Task requirements
Answer with a bare number: the count of lines in the data below that contain the word "next".

Segment Open

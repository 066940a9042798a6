//! Skinlog Sync - Photo synchronization engine
//!
//! Provides:
//! - Policy-gated incremental sync against the remote photo repository
//! - Backward pagination for infinite-scroll history
//! - First-run bootstrap seeding
//! - Single-flight coalescing of concurrent sync triggers
//!
//! ## Modules
//!
//! - [`policy`] - Pure gating decision (connectivity, freshness, overrides)
//! - [`manager`] - The [`SyncManager`] orchestrating fetches into the cache
//! - [`reachability`] - Watch-channel adapter behind the reachability port
//!
//! Every public operation returns a discriminated outcome rather than a
//! `Result`: skips, timeouts, and fetch failures are values the caller
//! renders, not errors that propagate.

pub mod manager;
pub mod policy;
pub mod reachability;

pub use manager::{LoadMoreOutcome, SyncManager, SyncOutcome};
pub use policy::{Decision, PolicyContext, PolicyError, SyncOptions};
pub use reachability::WatchReachability;
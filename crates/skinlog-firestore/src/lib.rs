//! Skinlog Firestore - Remote photo repository adapter
//!
//! Implements the `IPhotoRepository` port from `skinlog-core` against the
//! Firestore REST API. This is a driven (secondary) adapter in the
//! hexagonal architecture.
//!
//! ## Query shape
//!
//! The listing is a `runQuery` with a single equality filter on the owner
//! field. There is deliberately no timestamp range or ordering in the
//! query: that would require a composite index on the collection, and the
//! sync engine filters and sorts client-side instead.

pub mod repository;

pub use repository::FirestorePhotoRepository;
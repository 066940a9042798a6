//! Photo synchronization manager
//!
//! Orchestrates the three fetch operations against the remote photo
//! repository and reconciles their results into the local cache:
//!
//! 1. **Incremental sync** - records newer than the watermark, gated by
//!    the sync policy, raced against a timeout
//! 2. **Backward pagination** - records older than a point, for
//!    infinite-scroll history loading
//! 3. **First-run bootstrap** - a bounded recent window when no watermark
//!    exists yet
//!
//! ## Failure semantics
//!
//! No operation returns `Err` or panics across this boundary: every path
//! ends in a discriminated outcome. Skips and timeouts leave the
//! watermark and cache untouched, so the caller can retry on the next
//! trigger.
//!
//! ## Single flight
//!
//! Concurrent sync triggers (auto-sync and pull-to-refresh firing close
//! together) share one in-flight operation: the first caller runs the
//! fetch, later callers await the same shared future and receive its
//! outcome. The watermark therefore cannot be advanced twice for one
//! remote snapshot, and no duplicate fetch is issued.

use std::sync::{Arc, Mutex, MutexGuard};

use chrono::{DateTime, Utc};
use futures_util::future::{BoxFuture, FutureExt, Shared};
use tokio::sync::watch;
use tracing::{debug, error, info, warn};

use skinlog_cache::{PhotoStore, SyncStateStore};
use skinlog_core::config::SyncConfig;
use skinlog_core::domain::{SkipReason, SyncStatus};
use skinlog_core::ports::{IAuthSession, IPhotoRepository, IReachabilityProbe, PhotoRecord};

use crate::policy::{self, Decision, PolicyContext, SyncOptions};

// ============================================================================
// Operation outcomes
// ============================================================================

/// Outcome of an incremental or bootstrap sync
///
/// `Clone` so coalesced callers can share one result.
#[derive(Debug, Clone, PartialEq)]
pub enum SyncOutcome {
    /// The fetch ran; `new_photos` are the records merged into the cache,
    /// newest first
    Completed { new_photos: Vec<PhotoRecord> },
    /// The attempt was gated off or timed out; nothing changed
    Skipped(SkipReason),
    /// The attempt failed; nothing changed
    Failed { error: String },
}

impl SyncOutcome {
    /// True only for a completed sync
    pub fn is_success(&self) -> bool {
        matches!(self, SyncOutcome::Completed { .. })
    }

    /// The skip reason, if the attempt was skipped
    pub fn skip_reason(&self) -> Option<SkipReason> {
        match self {
            SyncOutcome::Skipped(reason) => Some(*reason),
            _ => None,
        }
    }
}

/// Outcome of a backward pagination fetch
///
/// Pagination is user-initiated, so gating violations surface as
/// failures rather than silent skips.
#[derive(Debug, Clone, PartialEq)]
pub enum LoadMoreOutcome {
    /// The page that was fetched and appended, plus whether more history
    /// may remain
    Completed {
        photos: Vec<PhotoRecord>,
        has_more: bool,
    },
    /// The fetch could not run or failed
    Failed { error: String },
}

impl LoadMoreOutcome {
    /// True only for a completed fetch
    pub fn is_success(&self) -> bool {
        matches!(self, LoadMoreOutcome::Completed { .. })
    }
}

type SharedSync = Shared<BoxFuture<'static, SyncOutcome>>;

// ============================================================================
// SyncManager
// ============================================================================

/// The photo synchronization service
///
/// Constructed once per process; clones share the same cache, persisted
/// bookkeeping, status channel, and single-flight slot, so it can be
/// handed to every UI surface that triggers syncs.
#[derive(Clone)]
pub struct SyncManager {
    inner: Arc<Inner>,
}

struct Inner {
    repository: Arc<dyn IPhotoRepository>,
    auth: Arc<dyn IAuthSession>,
    reachability: Arc<dyn IReachabilityProbe>,
    store: Arc<PhotoStore>,
    state: Arc<SyncStateStore>,
    config: SyncConfig,
    status_tx: watch::Sender<SyncStatus>,
    /// Single-flight slot for sync operations
    in_flight: Mutex<Option<SharedSync>>,
}
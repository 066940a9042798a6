//! FirestorePhotoRepository - IPhotoRepository implementation over REST
//!
//! Issues `documents:runQuery` requests and maps Firestore's typed field
//! encoding (`stringValue`, `timestampValue`) onto the port-level
//! [`PhotoRecord`] DTO. Documents missing required fields are skipped
//! with a warning rather than failing the whole listing; transport and
//! status errors surface as `anyhow` errors for the sync engine to
//! classify.

use anyhow::{Context, Result};
use chrono::{DateTime, Utc};
use reqwest::Client;
use serde::Deserialize;
use serde_json::json;
use tracing::{debug, warn};

use skinlog_core::domain::OwnerId;
use skinlog_core::ports::{IPhotoRepository, PhotoRecord};

/// Production Firestore REST endpoint
const FIRESTORE_BASE_URL: &str = "https://firestore.googleapis.com";

// ============================================================================
// Firestore wire types
// ============================================================================

/// One element of a runQuery response stream
///
/// Entries carrying only `readTime` (no document) are progress markers
/// and are ignored.
#[derive(Debug, Deserialize)]
struct QueryResult {
    document: Option<FirestoreDocument>,
}

#[derive(Debug, Deserialize)]
struct FirestoreDocument {
    /// Full resource name; the document ID is its last path segment
    name: String,
    #[serde(default)]
    fields: serde_json::Map<String, serde_json::Value>,
}

impl FirestoreDocument {
    fn doc_id(&self) -> &str {
        self.name.rsplit('/').next().unwrap_or(&self.name)
    }

    fn string_field(&self, key: &str) -> Option<String> {
        self.fields
            .get(key)?
            .get("stringValue")?
            .as_str()
            .map(str::to_owned)
    }

    fn timestamp_field(&self, key: &str) -> Option<DateTime<Utc>> {
        let raw = self.fields.get(key)?.get("timestampValue")?.as_str()?;
        DateTime::parse_from_rfc3339(raw)
            .ok()
            .map(|dt| dt.with_timezone(&Utc))
    }
}

/// Maps a document onto the port DTO, or explains why it can't be
fn record_from_document(doc: &FirestoreDocument) -> Result<PhotoRecord, String> {
    let owner_id = doc
        .string_field("uid")
        .ok_or_else(|| "missing uid".to_string())?;
    let url = doc
        .string_field("url")
        .ok_or_else(|| "missing url".to_string())?;
    let created_at = doc
        .timestamp_field("createdAt")
        .ok_or_else(|| "missing or malformed createdAt".to_string())?;

    Ok(PhotoRecord {
        id: doc.doc_id().to_string(),
        owner_id,
        // A missing date key is recoverable downstream from createdAt.
        date_key: doc.string_field("dateISO").unwrap_or_default(),
        url,
        created_at,
        local_id: doc.string_field("localId"),
    })
}

// ============================================================================
// FirestorePhotoRepository
// ============================================================================

/// Firestore-backed photo repository
pub struct FirestorePhotoRepository {
    http: Client,
    base_url: String,
    project_id: String,
    collection: String,
    auth_token: Option<String>,
}

impl FirestorePhotoRepository {
    /// Creates a repository for the given project and collection
    pub fn new(project_id: impl Into<String>, collection: impl Into<String>) -> Self {
        Self::with_base_url(FIRESTORE_BASE_URL, project_id, collection)
    }

    /// Creates a repository against a custom endpoint (tests, emulator)
    pub fn with_base_url(
        base_url: impl Into<String>,
        project_id: impl Into<String>,
        collection: impl Into<String>,
    ) -> Self {
        Self {
            http: Client::new(),
            base_url: base_url.into().trim_end_matches('/').to_string(),
            project_id: project_id.into(),
            collection: collection.into(),
            auth_token: None,
        }
    }

    /// Attaches the signed-in user's ID token to every request
    #[must_use]
    pub fn with_auth_token(mut self, token: impl Into<String>) -> Self {
        self.auth_token = Some(token.into());
        self
    }

    fn run_query_url(&self) -> String {
        format!(
            "{}/v1/projects/{}/databases/(default)/documents:runQuery",
            self.base_url, self.project_id
        )
    }
}

#[async_trait::async_trait]
impl IPhotoRepository for FirestorePhotoRepository {
    async fn list_by_owner(&self, owner: &OwnerId) -> Result<Vec<PhotoRecord>> {
        // Single-field equality filter only; no orderBy, no range. Both
        // would demand a composite index the deployment doesn't carry.
        let body = json!({
            "structuredQuery": {
                "from": [{ "collectionId": self.collection }],
                "where": {
                    "fieldFilter": {
                        "field": { "fieldPath": "uid" },
                        "op": "EQUAL",
                        "value": { "stringValue": owner.as_str() }
                    }
                }
            }
        });

        let mut request = self.http.post(self.run_query_url()).json(&body);
        if let Some(token) = &self.auth_token {
            request = request.bearer_auth(token);
        }

        let response = request
            .send()
            .await
            .context("Failed to reach the photo repository")?;

        let status = response.status();
        if !status.is_success() {
            let detail = response.text().await.unwrap_or_default();
            anyhow::bail!("Photo repository query failed with {status}: {detail}");
        }

        let results: Vec<QueryResult> = response
            .json()
            .await
            .context("Failed to decode photo repository response")?;

        let mut records = Vec::new();
        for result in &results {
            let Some(doc) = &result.document else {
                continue;
            };
            match record_from_document(doc) {
                Ok(record) => records.push(record),
                Err(reason) => {
                    warn!(document = %doc.name, reason, "Skipping undecodable photo document");
                }
            }
        }

        debug!(owner = %owner, count = records.len(), "Listed photo documents");
        Ok(records)
    }
}
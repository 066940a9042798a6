//! Auth session port (driven/secondary port)
//!
//! The sync engine only needs to know *who* is signed in, if anyone.
//! Sign-in/sign-up flows, token refresh, and credential storage are the
//! auth provider's concern and live entirely outside this core.

use crate::domain::newtypes::OwnerId;

/// Port trait exposing the current authenticated session
///
/// Implementations are expected to answer from already-held session state;
/// this is a synchronous read, not a network round trip.
pub trait IAuthSession: Send + Sync {
    /// The currently signed-in owner, or `None` when signed out
    fn current_user(&self) -> Option<OwnerId>;
}
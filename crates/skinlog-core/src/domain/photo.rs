//! PhotoItem domain entity
//!
//! A `PhotoItem` is one photo as the local cache sees it: either a fresh
//! local capture awaiting upload, or a record merged from the remote
//! repository. The only permitted mutation is the local-pending to
//! cloud-confirmed transition via [`PhotoItem::confirm_upload`].

use chrono::{DateTime, Utc};
use serde::{Deserialize, Serialize};

use super::newtypes::{DateKey, PhotoId};

/// A single photo in the local cache
///
/// Created by local capture ([`PhotoItem::captured`], `uploaded = false`,
/// `uri` pointing at a local file) or by merging a remote record
/// ([`PhotoItem::from_remote`], `uploaded = true`, `uri` = cloud URL).
/// Destroyed only by cap eviction or explicit removal by ID.
#[derive(Debug, Clone, PartialEq, Eq, Serialize, Deserialize)]
pub struct PhotoItem {
    id: PhotoId,
    uri: String,
    date_key: DateKey,
    created_at: DateTime<Utc>,
    cloud_url: Option<String>,
    uploaded: bool,
}

impl PhotoItem {
    /// Creates a PhotoItem for a freshly captured local photo
    ///
    /// The item gets a generated ID and starts in the not-yet-uploaded
    /// state with `uri` referencing the local file.
    #[must_use]
    pub fn captured(uri: impl Into<String>, date_key: DateKey, created_at: DateTime<Utc>) -> Self {
        Self {
            id: PhotoId::generate(),
            uri: uri.into(),
            date_key,
            created_at,
            cloud_url: None,
            uploaded: false,
        }
    }

    /// Creates a PhotoItem from remote record fields
    ///
    /// Remote items are already uploaded; their `uri` is the cloud URL.
    #[must_use]
    pub fn from_remote(
        id: PhotoId,
        url: impl Into<String>,
        date_key: DateKey,
        created_at: DateTime<Utc>,
    ) -> Self {
        let url = url.into();
        Self {
            id,
            uri: url.clone(),
            date_key,
            created_at,
            cloud_url: Some(url),
            uploaded: true,
        }
    }

    // --- Getters ---

    /// The photo's identifier
    pub fn id(&self) -> &PhotoId {
        &self.id
    }

    /// The URI the UI should render (local file or cloud URL)
    pub fn uri(&self) -> &str {
        &self.uri
    }

    /// The calendar day this photo belongs to
    pub fn date_key(&self) -> DateKey {
        self.date_key
    }

    /// When the photo was taken
    pub fn created_at(&self) -> DateTime<Utc> {
        self.created_at
    }

    /// The cloud URL, once upload has been confirmed
    pub fn cloud_url(&self) -> Option<&str> {
        self.cloud_url.as_deref()
    }

    /// Whether the photo has been confirmed uploaded
    pub fn is_uploaded(&self) -> bool {
        self.uploaded
    }

    // --- Transitions ---

    /// Marks a local-pending photo as uploaded to the given cloud URL
    ///
    /// Replaces `uri` with the cloud URL so subsequent renders hit the
    /// remote copy.
    pub fn confirm_upload(&mut self, cloud_url: impl Into<String>) {
        let cloud_url = cloud_url.into();
        self.uri = cloud_url.clone();
        self.cloud_url = Some(cloud_url);
        self.uploaded = true;
    }
}
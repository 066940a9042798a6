//! Day-bucketed photo store
//!
//! The [`PhotoStore`] merges local captures and remote sync results under
//! the per-day cap policy and exposes the derived views the UI renders
//! (flattened chronological list, per-day lookup, streak computation).
//!
//! ## Concurrency
//!
//! Buckets live in a [`DashMap`] keyed by calendar day; every mutation is
//! a read-modify-write on a single day's vector under that entry's lock,
//! which gives the per-bucket atomicity the sync model requires. There is
//! no cross-bucket transaction.
//!
//! ## Ordering and the cap
//!
//! Buckets are kept sorted newest-first by capture instant, and inserts
//! truncate to the cap, so the photos retained for a day are always the
//! most recent among all added. Backward pagination is exempt: the cap is
//! a recent-capture policy, not a historical-display limit, so
//! [`PhotoStore::append_older`] never evicts.

use std::collections::BTreeMap;

use dashmap::DashMap;
use tracing::{debug, warn};

use skinlog_core::domain::{DateKey, PhotoId, PhotoItem};
use skinlog_core::ports::PhotoRecord;

/// In-memory day-bucketed photo cache
///
/// Cheap to share: all methods take `&self`, so consumers hold it in an
/// `Arc` and mutate through the defined operations only.
pub struct PhotoStore {
    buckets: DashMap<DateKey, Vec<PhotoItem>>,
    daily_cap: usize,
}

impl PhotoStore {
    /// Creates an empty store with the given per-day cap
    #[must_use]
    pub fn new(daily_cap: usize) -> Self {
        Self {
            buckets: DashMap::new(),
            daily_cap,
        }
    }

    /// The configured per-day cap
    pub fn daily_cap(&self) -> usize {
        self.daily_cap
    }

    // ------------------------------------------------------------------
    // Mutations
    // ------------------------------------------------------------------

    /// Adds a photo to its day bucket, evicting the oldest beyond the cap
    ///
    /// Used for freshly captured local photos before upload confirms.
    pub fn add_photo(&self, item: PhotoItem) {
        let key = item.date_key();
        let mut bucket = self.buckets.entry(key).or_default();
        insert_newest_first(&mut bucket, item);
        bucket.truncate(self.daily_cap);
    }

    /// Replaces a photo's URI after its upload has been confirmed
    ///
    /// Locates the item by ID across all buckets, swaps in the cloud URL
    /// and marks it uploaded. Silently does nothing if the ID is unknown
    /// (the photo may have been evicted while the upload was in flight).
    pub fn update_photo_uri(&self, id: &PhotoId, new_uri: &str) {
        for mut entry in self.buckets.iter_mut() {
            if let Some(item) = entry.value_mut().iter_mut().find(|p| p.id() == id) {
                item.confirm_upload(new_uri);
                return;
            }
        }
        debug!(photo_id = %id, "update_photo_uri: id not present, ignoring");
    }

    /// Merges remote records from an incremental or bootstrap sync
    ///
    /// Records are processed newest-first for deterministic within-day
    /// ordering. A record whose ID already exists in its day's bucket is
    /// skipped, which makes the merge idempotent. Returns the number of
    /// records actually inserted.
    pub fn merge_synced(&self, records: &[PhotoRecord]) -> usize {
        let mut ordered: Vec<&PhotoRecord> = records.iter().collect();
        ordered.sort_by(|a, b| b.created_at.cmp(&a.created_at));

        let mut inserted = 0;
        for record in ordered {
            let Some(item) = item_from_record(record) else {
                continue;
            };
            let mut bucket = self.buckets.entry(item.date_key()).or_default();
            if bucket.iter().any(|p| p.id() == item.id()) {
                continue;
            }
            insert_newest_first(&mut bucket, item);
            bucket.truncate(self.daily_cap);
            inserted += 1;
        }
        inserted
    }

    /// Appends older records fetched by backward pagination
    ///
    /// Same ID-based de-duplication as [`merge_synced`](Self::merge_synced),
    /// but exempt from the daily cap: history already on the server is
    /// displayed in full. Returns the number of records inserted.
    pub fn append_older(&self, records: &[PhotoRecord]) -> usize {
        let mut inserted = 0;
        for record in records {
            let Some(item) = item_from_record(record) else {
                continue;
            };
            let mut bucket = self.buckets.entry(item.date_key()).or_default();
            if bucket.iter().any(|p| p.id() == item.id()) {
                continue;
            }
            bucket.push(item);
            inserted += 1;
        }
        inserted
    }

    /// Removes a photo by ID, pruning its bucket if it becomes empty
    ///
    /// Returns whether anything was removed.
    pub fn remove_photo(&self, id: &PhotoId) -> bool {
        let mut owner = None;
        for mut entry in self.buckets.iter_mut() {
            let before = entry.value().len();
            entry.value_mut().retain(|p| p.id() != id);
            if entry.value().len() != before {
                owner = Some(*entry.key());
                break;
            }
        }
        match owner {
            Some(key) => {
                self.buckets.remove_if(&key, |_, items| items.is_empty());
                true
            }
            None => false,
        }
    }

    /// Drops all buckets (logout / account switch)
    pub fn clear(&self) {
        self.buckets.clear();
    }

    // ------------------------------------------------------------------
    // Derived views
    // ------------------------------------------------------------------

    /// The photos for one calendar day, newest first
    pub fn photos_for_day(&self, key: &DateKey) -> Vec<PhotoItem> {
        self.buckets
            .get(key)
            .map(|bucket| bucket.clone())
            .unwrap_or_default()
    }

    /// All photos across all days, newest first
    ///
    /// Pure and recomputed on read; ties on the capture instant break by
    /// ID so repeated reads of the same state agree.
    pub fn flatten_chronological(&self) -> Vec<PhotoItem> {
        let mut all: Vec<PhotoItem> = self
            .buckets
            .iter()
            .flat_map(|entry| entry.value().clone())
            .collect();
        all.sort_by(|a, b| {
            b.created_at()
                .cmp(&a.created_at())
                .then_with(|| a.id().as_str().cmp(b.id().as_str()))
        });
        all
    }

    /// Consecutive days with at least one photo, walking back from `today`
    ///
    /// Stops at the first empty day; bounded to 7.
    pub fn week_streak(&self, today: DateKey) -> u32 {
        let mut streak = 0;
        let mut day = Some(today);
        for _ in 0..7 {
            let Some(current) = day else { break };
            let populated = self
                .buckets
                .get(&current)
                .map(|bucket| !bucket.is_empty())
                .unwrap_or(false);
            if !populated {
                break;
            }
            streak += 1;
            day = current.pred();
        }
        streak
    }

    /// Total photos across all buckets
    pub fn len(&self) -> usize {
        self.buckets.iter().map(|entry| entry.value().len()).sum()
    }

    /// Whether the store holds no photos
    pub fn is_empty(&self) -> bool {
        self.len() == 0
    }

    /// Number of non-empty day buckets
    pub fn day_count(&self) -> usize {
        self.buckets.len()
    }

    // ------------------------------------------------------------------
    // Persistence support
    // ------------------------------------------------------------------

    /// A sorted copy of the bucket map, for serialization
    pub fn snapshot(&self) -> BTreeMap<DateKey, Vec<PhotoItem>> {
        self.buckets
            .iter()
            .map(|entry| (*entry.key(), entry.value().clone()))
            .collect()
    }

    /// Replaces the store contents with a previously serialized snapshot
    ///
    /// Buckets are re-sorted and re-capped on the way in so a snapshot
    /// written under an older cap setting still honors the current one.
    /// Pagination overflow beyond the cap is preserved as written.
    pub fn restore(&self, snapshot: BTreeMap<DateKey, Vec<PhotoItem>>) {
        self.buckets.clear();
        for (key, mut items) in snapshot {
            items.sort_by(|a, b| b.created_at().cmp(&a.created_at()));
            if !items.is_empty() {
                self.buckets.insert(key, items);
            }
        }
    }
}

/// Inserts keeping the bucket sorted newest-first by capture instant
///
/// Equal instants preserve arrival order among themselves.
fn insert_newest_first(bucket: &mut Vec<PhotoItem>, item: PhotoItem) {
    let pos = bucket
        .iter()
        .position(|existing| existing.created_at() < item.created_at())
        .unwrap_or(bucket.len());
    bucket.insert(pos, item);
}

/// Maps a remote record to a cache item, skipping undecodable IDs
fn item_from_record(record: &PhotoRecord) -> Option<PhotoItem> {
    match record.photo_id() {
        Ok(id) => Some(PhotoItem::from_remote(
            id,
            record.url.clone(),
            record.date_key_or_created(),
            record.created_at,
        )),
        Err(err) => {
            warn!(error = %err, "Dropping remote record with unusable ID");
            None
        }
    }
}

// ============================================================================
// Unit tests
// ============================================================================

Segment Closed

Solution
2